Já eram conhecidas as datas (12 e 13 de Setembro), agora acaba de ser apresentada a programação completa da 18ª edição da Festa do Jazz. A festa realiza-se no Pequeno Auditório do Centro Cultural de Belém e não terá público presencial, com os concertos a serem transmitidos em direto e todos os conteúdos estarão disponíveis na plataforma RTP Palco. O programa inclui actuações de Tomás Marques Quarteto, quarteto Carlos Martins / João Paulo Esteves da Silva / Carlos Bica / João Lobo, Homenagem a Bernardo Sassetti (com João Mortágua, João Pedro Coelho, Carlos Barretto e Alexandre Frazão), Andy Sheppard Quarteto, Gabriel Ferrandini Volúpias (com Rodrigo Pinheiro), João Barradas (solo), Angelica Salvi & Susana Santos Silva, novo trio de Ricardo Toscano (com Demian Cabaud e Marcos Cavaleiro) e Maria João & Carlos Bica. Além dos concertos, a programação da festa inclui o habitual encontro de escolas de jazz e ainda o lançamento do novo “Livro Festa do Jazz”, com presença de José Dias, Gonçalo Frota e Carlos Martins (um livro que conta a história da Festa do Jazz e traça o perfil de alguns dos intervenientes), e o debate “Portugal, Jazz e a questão racial” com Mamadou Ba (SOS Racismo), Maria João e Selma Uamasse.

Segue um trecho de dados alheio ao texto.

//! vui-source - Component source resolution and prop extraction for the VUI showcase
//!
//! This library locates the source text of showcase components by display
//! name and statically extracts their props (names, types, defaults,
//! examples) without executing anything.

pub mod catalog;
pub mod config;
pub mod logging;
pub mod props;
pub mod source;

pub use catalog::Catalog;
pub use config::{Config, ExecutionMode};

Prémios PLAY: João Mortágua vence Melhor Álbum Jazz

A cerimónia de entrega dos prémios PLAY – Prémios da Música Portuguesa realizou-se no dia 29 de julho, no Coliseu dos Recreios, com transmissão na RTP1. Pela primeira vez foi atribuído um prémio na categoria jazz: Melhor Álbum Jazz. Para esta categoria foram nomeados quatro discos nacionais: Liturgy of Birds, de Daniel Bernardes & Drumming GP, Dentro da Janela, de João Mortágua, Histórias do Jazz em Portugal, de André Sousa Machado, e Ocre, de Filipe Raposo. O Comité do Jazz, constituído por quatro críticos e investigadores, distinguiu o disco Dentro da Janela de João Mortágua. Numa declaração exclusiva, o saxofonista afirma: “Receber este prémio é obviamente para mim uma grande alegria, mas representa também um importante passo para o jazz e a música improvisada. A meu ver, este nosso mundo traduz-se um género que há muito merece o devido destaque. Desejo muito que o Jazz, seja lá o que for agora ou venha ainda a ser daqui em diante, marque sempre presença no espaço Mediático. É já um facto que há entre nós excelentes compositores e improvisadores: dêem-nos voz, que nós cantaremos de pulmões bem abertos. E decerto o público se aperceberá que o que fazemos não cabe sequer na palavra jazz, e é tão livre e plural como o universo.Este prémio é também dos restantes nomeados, e de todos os músicos e estudantes de jazz do nosso país.”